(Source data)
____________________
//! Configuration management for PostApply.
//!
//! This module handles loading and merging configuration from multiple sources:
//! - Defaults
//! - Config files (.postapply/config.yaml)
//! - Environment variables
//! - Command-line flags
//!
//! The configuration is workspace-centric: the corpus directory and the index
//! snapshot are resolved relative to the workspace root unless absolute.

use serde::{Deserialize, Serialize};
use std::path::{Path, PathBuf};

use crate::error::{AppError, AppResult};

/// Generation providers the factory knows how to build.
pub const KNOWN_LLM_PROVIDERS: [&str; 2] = ["ollama", "echo"];

/// Embedding providers the factory knows how to build.
pub const KNOWN_EMBEDDING_PROVIDERS: [&str; 2] = ["hashed", "ollama"];

/// Main application configuration.
#[derive(Debug, Clone, Serialize, Deserialize)]
pub struct AppConfig {
    /// Path to the workspace root (contains .postapply/)
    pub workspace: PathBuf,

    /// Optional config file path
    pub config_file: Option<PathBuf>,

    /// Log level override
    pub log_level: Option<String>,

    /// Verbose mode (enables debug logging)
    pub verbose: bool,

    /// Disable colored output
    pub no_color: bool,

    /// Text generation settings
    pub llm: LlmSettings,

    /// Embedding settings
    pub embedding: EmbeddingSettings,

    /// Corpus, chunking and retrieval settings
    pub knowledge: KnowledgeSettings,
}

/// Text generation provider settings.
#[derive(Debug, Clone, Serialize, Deserialize)]
#[serde(default, rename_all = "camelCase")]
pub struct LlmSettings {
    /// Provider identifier ("ollama", "echo")
    pub provider: String,

    /// Model identifier
    pub model: String,

    /// Custom endpoint URL
    pub endpoint: Option<String>,

    /// Request timeout in seconds
    pub timeout_secs: u64,

    /// Default completion budget
    pub max_tokens: u32,

    /// Default sampling temperature
    pub temperature: f32,
}

impl Default for LlmSettings {
    fn default() -> Self {
        Self {
            provider: "ollama".to_string(), // Local-first default
            model: "llama3.2".to_string(),
            endpoint: None,
            timeout_secs: 60,
            max_tokens: 1000,
            temperature: 0.7,
        }
    }
}

/// Embedding provider settings.
#[derive(Debug, Clone, Serialize, Deserialize)]
#[serde(default, rename_all = "camelCase")]
pub struct EmbeddingSettings {
    /// Provider identifier ("hashed", "ollama")
    pub provider: String,

    /// Model identifier
    pub model: String,

    /// Vector dimension
    pub dimensions: usize,

    /// Texts per embed_batch call during index build
    pub batch_size: usize,

    /// Custom endpoint URL
    pub endpoint: Option<String>,

    /// Request timeout in seconds
    pub timeout_secs: u64,
}

impl Default for EmbeddingSettings {
    fn default() -> Self {
        Self {
            provider: "hashed".to_string(),
            model: "trigram-v1".to_string(),
            dimensions: 384,
            batch_size: 32,
            endpoint: None,
            timeout_secs: 30,
        }
    }
}

/// Corpus and retrieval settings.
#[derive(Debug, Clone, Serialize, Deserialize)]
#[serde(default, rename_all = "camelCase")]
pub struct KnowledgeSettings {
    /// Directory of text documents
    pub corpus_dir: PathBuf,

    /// Index snapshot file
    pub snapshot_path: PathBuf,

    /// Maximum chunk length in characters
    pub chunk_size: usize,

    /// Characters shared between consecutive chunks
    pub chunk_overlap: usize,

    /// Default number of chunks retrieved per query
    pub top_k: usize,

    /// File extensions loaded from the corpus directory
    pub extensions: Vec<String>,
}

impl Default for KnowledgeSettings {
    fn default() -> Self {
        Self {
            corpus_dir: PathBuf::from("knowledge_base"),
            snapshot_path: PathBuf::from(".postapply/index/snapshot.bin"),
            chunk_size: 500,
            chunk_overlap: 50,
            top_k: 3,
            extensions: vec!["txt".to_string(), "md".to_string()],
        }
    }
}

/// Full configuration file structure.
#[derive(Debug, Clone, Default, Serialize, Deserialize)]
struct ConfigFile {
    llm: Option<LlmSettings>,
    embedding: Option<EmbeddingSettings>,
    knowledge: Option<KnowledgeSettings>,
    workspace: Option<WorkspaceConfig>,
    logging: Option<LoggingConfig>,
}

#[derive(Debug, Clone, Serialize, Deserialize)]
struct WorkspaceConfig {
    path: Option<String>,
}

#[derive(Debug, Clone, Serialize, Deserialize)]
struct LoggingConfig {
    level: Option<String>,
    color: Option<bool>,
}

impl Default for AppConfig {
    fn default() -> Self {
        Self {
            workspace: std::env::current_dir().unwrap_or_else(|_| PathBuf::from(".")),
            config_file: None,
            log_level: None,
            verbose: false,
            no_color: false,
            llm: LlmSettings::default(),
            embedding: EmbeddingSettings::default(),
            knowledge: KnowledgeSettings::default(),
        }
    }
}

impl AppConfig {
    /// Load configuration from defaults, the YAML config file and environment variables.
    ///
    /// Environment variables:
    /// - `POSTAPPLY_WORKSPACE`: Override workspace path
    /// - `POSTAPPLY_CONFIG`: Path to config file
    /// - `POSTAPPLY_PROVIDER`: Generation provider
    /// - `POSTAPPLY_MODEL`: Generation model
    /// - `POSTAPPLY_EMBEDDING_MODEL`: Embedding model
    /// - `POSTAPPLY_ENDPOINT`: Generation endpoint
    /// - `RUST_LOG`: Log level
    /// - `NO_COLOR`: Disable colored output
    ///
    /// # Example
    /// ```no_run
    /// use postapply_core::config::AppConfig;
    ///
    /// let config = AppConfig::load().expect("Failed to load config");
    /// println!("Workspace: {:?}", config.workspace);
    /// ```
    pub fn load() -> AppResult<Self> {
        let mut config = Self::default();

        if let Ok(workspace) = std::env::var("POSTAPPLY_WORKSPACE") {
            config.workspace = PathBuf::from(workspace);
        }

        if let Ok(config_file) = std::env::var("POSTAPPLY_CONFIG") {
            config.config_file = Some(PathBuf::from(config_file));
        }

        if !config.workspace.exists() {
            return Err(AppError::Config(format!(
                "Workspace directory does not exist: {:?}",
                config.workspace
            )));
        }

        let config_path = match config.config_file {
            Some(ref cf) => cf.clone(),
            None => config.postapply_dir().join("config.yaml"),
        };

        if config_path.exists() {
            config = config.merge_yaml(&config_path)?;
        }

        // Environment variables override YAML config
        if let Ok(provider) = std::env::var("POSTAPPLY_PROVIDER") {
            config.llm.provider = provider;
        }

        if let Ok(model) = std::env::var("POSTAPPLY_MODEL") {
            config.llm.model = model;
        }

        if let Ok(model) = std::env::var("POSTAPPLY_EMBEDDING_MODEL") {
            config.embedding.model = model;
        }

        if let Ok(endpoint) = std::env::var("POSTAPPLY_ENDPOINT") {
            config.llm.endpoint = Some(endpoint);
        }

        if let Ok(level) = std::env::var("RUST_LOG") {
            config.log_level = Some(level);
        }

        if std::env::var("NO_COLOR").is_ok() {
            config.no_color = true;
        }

        Ok(config)
    }

    /// Merge a YAML configuration file into this config.
    fn merge_yaml(&self, path: &Path) -> AppResult<Self> {
        let contents = std::fs::read_to_string(path).map_err(|e| {
            AppError::Config(format!("Failed to read config file {:?}: {}", path, e))
        })?;

        let config_file: ConfigFile = serde_yaml::from_str(&contents).map_err(|e| {
            AppError::Config(format!("Failed to parse config file {:?}: {}", path, e))
        })?;

        let mut result = self.clone();

        if let Some(ws) = config_file.workspace {
            if let Some(path) = ws.path {
                result.workspace = PathBuf::from(path);
            }
        }

        if let Some(logging) = config_file.logging {
            if let Some(level) = logging.level {
                result.log_level = Some(level);
            }
            if let Some(color) = logging.color {
                result.no_color = !color;
            }
        }

        if let Some(llm) = config_file.llm {
            result.llm = llm;
        }

        if let Some(embedding) = config_file.embedding {
            result.embedding = embedding;
        }

        if let Some(knowledge) = config_file.knowledge {
            result.knowledge = knowledge;
        }

        tracing::debug!("Merged config file {:?}", path);
        Ok(result)
    }

    /// Apply CLI overrides to the configuration.
    ///
    /// Command-line flags take precedence over environment variables and the config file.
    #[allow(clippy::too_many_arguments)]
    pub fn with_overrides(
        mut self,
        workspace: Option<PathBuf>,
        config_file: Option<PathBuf>,
        provider: Option<String>,
        model: Option<String>,
        log_level: Option<String>,
        verbose: bool,
        no_color: bool,
    ) -> Self {
        if let Some(workspace) = workspace {
            self.workspace = workspace;
        }

        if let Some(config_file) = config_file {
            self.config_file = Some(config_file);
        }

        if let Some(provider) = provider {
            self.llm.provider = provider;
        }

        if let Some(model) = model {
            self.llm.model = model;
        }

        if let Some(log_level) = log_level {
            self.log_level = Some(log_level);
        }

        if verbose {
            self.verbose = true;
            // Verbose mode implies debug logging
            if self.log_level.is_none() {
                self.log_level = Some("debug".to_string());
            }
        }

        if no_color {
            self.no_color = true;
        }

        self
    }

    /// Get the path to the .postapply directory.
    pub fn postapply_dir(&self) -> PathBuf {
        self.workspace.join(".postapply")
    }

    /// Ensure the .postapply directory exists.
    pub fn ensure_postapply_dir(&self) -> AppResult<()> {
        let dir = self.postapply_dir();
        if !dir.exists() {
            std::fs::create_dir_all(&dir).map_err(|e| {
                AppError::Config(format!("Failed to create .postapply directory: {}", e))
            })?;
        }
        Ok(())
    }

    /// Corpus directory resolved against the workspace.
    pub fn corpus_dir(&self) -> PathBuf {
        self.resolve(&self.knowledge.corpus_dir)
    }

    /// Snapshot path resolved against the workspace.
    pub fn snapshot_path(&self) -> PathBuf {
        self.resolve(&self.knowledge.snapshot_path)
    }

    fn resolve(&self, path: &Path) -> PathBuf {
        if path.is_absolute() {
            path.to_path_buf()
        } else {
            self.workspace.join(path)
        }
    }

    /// Validate provider names and retrieval settings.
    pub fn validate(&self) -> AppResult<()> {
        if !KNOWN_LLM_PROVIDERS.contains(&self.llm.provider.as_str()) {
            return Err(AppError::Config(format!(
                "Unknown provider: {}. Supported: {}",
                self.llm.provider,
                KNOWN_LLM_PROVIDERS.join(", ")
            )));
        }

        if !KNOWN_EMBEDDING_PROVIDERS.contains(&self.embedding.provider.as_str()) {
            return Err(AppError::Config(format!(
                "Unknown embedding provider: {}. Supported: {}",
                self.embedding.provider,
                KNOWN_EMBEDDING_PROVIDERS.join(", ")
            )));
        }

        let knowledge = &self.knowledge;
        if knowledge.chunk_size == 0 {
            return Err(AppError::Config("chunkSize must be positive".to_string()));
        }
        if knowledge.chunk_overlap >= knowledge.chunk_size {
            return Err(AppError::Config(format!(
                "chunkOverlap ({}) must be smaller than chunkSize ({})",
                knowledge.chunk_overlap, knowledge.chunk_size
            )));
        }
        if knowledge.top_k == 0 {
            return Err(AppError::Config("topK must be at least 1".to_string()));
        }
        if self.embedding.dimensions == 0 || self.embedding.batch_size == 0 {
            return Err(AppError::Config(
                "embedding dimensions and batchSize must be positive".to_string(),
            ));
        }

        Ok(())
    }
}

#[cfg(test)]
mod tests {
    use super::*;
    use tempfile::TempDir;

    #[test]
    fn test_default_config() {
        let config = AppConfig::default();
        assert_eq!(config.llm.provider, "ollama");
        assert_eq!(config.embedding.provider, "hashed");
        assert_eq!(config.knowledge.chunk_size, 500);
        assert_eq!(config.knowledge.chunk_overlap, 50);
        assert_eq!(config.knowledge.top_k, 3);
        assert!(!config.verbose);
        assert!(config.validate().is_ok());
    }

    #[test]
    fn test_with_overrides() {
        let overridden = AppConfig::default().with_overrides(
            None,
            None,
            Some("echo".to_string()),
            Some("tiny".to_string()),
            None,
            true,
            false,
        );

        assert_eq!(overridden.llm.provider, "echo");
        assert_eq!(overridden.llm.model, "tiny");
        assert!(overridden.verbose);
        assert_eq!(overridden.log_level, Some("debug".to_string()));
    }

    #[test]
    fn test_merge_partial_yaml() {
        let temp = TempDir::new().unwrap();
        let path = temp.path().join("config.yaml");
        std::fs::write(
            &path,
            r#"
knowledge:
  chunkSize: 100
  chunkOverlap: 20
logging:
  level: warn
  color: false
"#,
        )
        .unwrap();

        let merged = AppConfig::default().merge_yaml(&path).unwrap();
        assert_eq!(merged.knowledge.chunk_size, 100);
        assert_eq!(merged.knowledge.chunk_overlap, 20);
        // Fields missing from the section keep their defaults
        assert_eq!(merged.knowledge.top_k, 3);
        assert_eq!(merged.log_level, Some("warn".to_string()));
        assert!(merged.no_color);
        assert_eq!(merged.llm.provider, "ollama");
    }

    #[test]
    fn test_resolve_relative_paths() {
        let mut config = AppConfig::default();
        config.workspace = PathBuf::from("/srv/career");
        assert_eq!(
            config.corpus_dir(),
            PathBuf::from("/srv/career/knowledge_base")
        );
        config.knowledge.snapshot_path = PathBuf::from("/tmp/idx.bin");
        assert_eq!(config.snapshot_path(), PathBuf::from("/tmp/idx.bin"));
    }

    #[test]
    fn test_validate_rejects_bad_values() {
        let mut config = AppConfig::default();
        config.llm.provider = "unknown".to_string();
        assert!(config.validate().is_err());

        let mut config = AppConfig::default();
        config.knowledge.chunk_overlap = 500;
        assert!(config.validate().is_err());

        let mut config = AppConfig::default();
        config.knowledge.top_k = 0;
        assert!(config.validate().is_err());
    }
}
____________________
--- What is needed ---
Where does the string "knows" appear in the records above? Show every line that holds it.

--- Result of this task ---
/// Generation providers the factory knows how to build.
/// Embedding providers the factory knows how to build.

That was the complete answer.